– Да и анальгетики не помешают, – ответила Хва-Йунг.
Вишал негромко рассмеялся:
– И обезболивающие, само собой.
«Рогатка» уже вернулась. Как только за иллюминатором вырос нос корабля, Веера схватилась за ручку в центре шлюза, пытаясь лучше разглядеть «Рогатку».
– А-а-а! – Вопль завершился бульканьем, энтропистка задыхалась. Спина выгнулась так, что затылок едва не касался пяток, все тело оцепенело, только кисти и стопы слегка подергивались.

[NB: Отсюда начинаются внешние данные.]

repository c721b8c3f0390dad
pub use sea_orm_migration::prelude::*;

mod m001_create_users;
mod m002_create_posts;

pub struct Migrator;

#[async_trait::async_trait]
impl MigratorTrait for Migrator {
    fn migrations() -> Vec<Box<dyn MigrationTrait>> {
        vec![
            Box::new(m001_create_users::Migration),
            Box::new(m002_create_posts::Migration),
        ]
    }
}
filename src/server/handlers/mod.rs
pub mod health;
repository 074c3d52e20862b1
//! Curated surface for front ends (map views, CLI).
//!
//! A UI needs exactly one call, [`mirror`], or the stateful
//! [`RecomputeDriver`] when inputs arrive as a stream of events.

pub use crate::driver::{DriverCfg, FrameOutcome, RecomputeDriver};
pub use crate::error::MirrorError;
pub use crate::geojson::{ring_from_geojson, ring_to_feature};
pub use crate::sphere::cfg::{DEFAULT_SOURCE_CENTER, DEFAULT_TARGET_CENTER, EARTH_RADIUS_M};
pub use crate::sphere::{offsets, Point, Ring, VertexOffset};
pub use crate::transform::{mirror, project, rotate};
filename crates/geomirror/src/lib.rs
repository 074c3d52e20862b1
//! Geodesic mirror of drawn shapes.
//!
//! Takes a closed ring drawn over one location and produces a congruent copy
//! (true ground distances and bearings from the centroid) anchored at a second,
//! independently chosen location, optionally rotated first.
//!
//! Modules
//! - `sphere`: great-circle kernel and value types.
//! - `transform`: `rotate`, `project`, and their composition `mirror`.
//! - `driver`: input-owning recompute loop with per-frame rate limiting.
//! - `sample`: circles and reproducible random rings.
//! - `geojson`: single-polygon GeoJSON codec.

pub mod api;
pub mod driver;
pub mod error;
pub mod geojson;
pub mod sample;
pub mod sphere;
pub mod transform;

/// Library version string.
pub const VERSION: &str = env!("CARGO_PKG_VERSION");

pub use error::MirrorError;
pub use sphere::{Point, Ring, VertexOffset};
pub use transform::{mirror, project, rotate};

/// Common exports for quick imports in callers.
pub mod prelude {
    pub use crate::driver::{DriverCfg, FrameOutcome, RecomputeDriver};
    pub use crate::error::MirrorError;
    pub use crate::sample::{circle, draw_ring, RadialCfg, ReplayToken, VertexCount};
    pub use crate::sphere::{bearing, centroid, destination, distance, Point, Ring, VertexOffset};
    pub use crate::transform::{mirror, project, rotate};
}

Лицо свела чудовищная гримаса, зубы скрежетали.
Джоррус закричал синхронно, хотя он-то не приближался к шлюзу, и его точно так же скрючило.
– Не прикасайся к ней! – крикнула Хва-Йунг.

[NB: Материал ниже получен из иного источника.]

use nalgebra::{Rotation2, Vector2};

use crate::error::MirrorError;
use crate::sphere::cfg::IDENTITY_ANGLE_EPS_DEG;
use crate::sphere::{centroid, normalize_lon, Point, Ring};

/// Rotate every vertex of `ring` around its centroid by `angle_deg`
/// (counter-clockwise positive in the lon/lat plane).
///
/// Planar approximation: lon/lat are treated as flat Cartesian coordinates
/// around the pivot. Accurate for city/region-sized shapes only. Longitude
/// offsets are taken modulo 360, and only the output is wrapped back into
/// `[-180, 180)`.
///
/// Pre: `ring` has at least 3 distinct vertices unless the angle is ~0.
/// Post: same vertex count, closure kept, input untouched. Angles within
/// `IDENTITY_ANGLE_EPS_DEG` of 0 return an exact copy.
pub fn rotate(ring: &Ring, angle_deg: f64) -> Result<Ring, MirrorError> {
    if angle_deg.abs() < IDENTITY_ANGLE_EPS_DEG {
        return Ok(ring.clone());
    }
    let c = centroid(ring)?;
    let rot = Rotation2::new(angle_deg.to_radians());
    let points = ring
        .points()
        .iter()
        .map(|p| {
            // short way round, so a ring on the antimeridian stays in one piece
            let offset = Vector2::new(normalize_lon(p.lon - c.lon), p.lat - c.lat);
            let v = rot * offset;
            Point::new(c.lon + v.x, c.lat + v.y).normalized()
        })
        .collect();
    Ok(Ring::from_mapped(points))
}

Кира не послушалась: она знала, что «скинсьют» ее защитит.
Она обвила несколько щупалец вокруг талии Вееры, одновременно зацепившись за ближайшую стену, и потащила бьющуюся в конвульсиях энтропистку к себе. Сделать это было непросто: Веера с нечеловеческой силой сжимала ручку двери. Наконец Кире удалось оторвать Вееру от двери (про себя она молилась о том, чтобы не повредить энтропистке запястье).
Как только пальцы Вееры выпустили ручку двери, тело ее обмякло, а Джоррус перестал выть, хотя лицо его так и застыло в гримасе невыразимого ужаса.
– Хватайте ее! – велела Нильсен.
Вишал отлепился от стены и поймал рукав куртки Вееры. Затем он обхватил одной рукой талию энтропистки, второй приподнял Веере веко, потом открыл ей рот и заглянул в горло.
– Она выживет, но нужно доставить ее в медотсек.
Джоррус застонал. Он так и сидел, обхватив голову руками, предобморочно бледный.
– Насколько скверно? – спросил Фалькони.
Врач оглянулся тревожно.
– Не знаю, капитан. Нужно следить за сердцебиением. И вероятно, электрошок выжег импланты. Пока рано судить. По меньшей мере их придется перезагрузить.
Джоррус что-то забормотал, Кира не разбирала слов.
– Подлость какая! – возмутилась Нильсен.
– Они запаниковали, – пояснила Воробей. – На все готовы, лишь бы нас остановить. – И ткнула средним пальцем в сторону станции. – Надеюсь, вам всем задницы поджарят. Слышите меня?
– Это все моя вина, – сказала Кира и указала на свое обнаженное лицо. – Надо было не снимать маску. Тогда я бы увидела, что дверь под током.
– Ты ни в чем не виновата, – возразил Фалькони. – Не вздумай из-за этого казниться. – Он подплыл к Джоррусу. – Эй! Веера выживет, понял? Успокойся, все не так страшно.
– Вы не понимаете, – еле выговорил Джоррус, втягивая в себя воздух.
– Ну так объясни.
– Она – я – мы… – Он принялся ломать руки, и в невесомости это движение повлекло его прочь. Фалькони поймал его, остановил. – Нас больше нет. Нет нас! Нет меня! Все пропало. Все ушло. Ушло. Ушло. А-а-а! – И вновь его речь перешла в невнятное бормотание.
Фалькони встряхнул его:
– Соберись. «Рогатка» уже близко.
Энтропист не реагировал.
– Их ментальный улей разрушен, – вздохнула Хва-Йунг.
– И что? Он ведь не перестал быть самим собой, а?
– Ну…
Веера очнулась с резким всхлипом, дернулась так, что закружилась вокруг своей оси. Прижала пальцы к вискам и завопила. Словно откликаясь ей, Джоррус свернулся в позе эмбриона и захныкал.
– Отлично, – буркнул Фалькони. – Теперь у нас на руках двое психов. Просто замечательно.
Тихо, словно падающее перышко, «Рогатка» замедлила ход и остановилась у шлюза. Послышался лязг стыковочных зажимов, удерживающих нос корабля.
– Кира! – Фалькони махнул рукой. – Будь так добра…
Пока врач успокаивал энтропистов, Кира вызвала маску на лицо и разглядела в двери шлюза ток – широкую синеватого цвета полосу, как будто в ручку загнали молнию. Полоса была широкой и яркой – просто удивительно, как Веера не погибла на месте.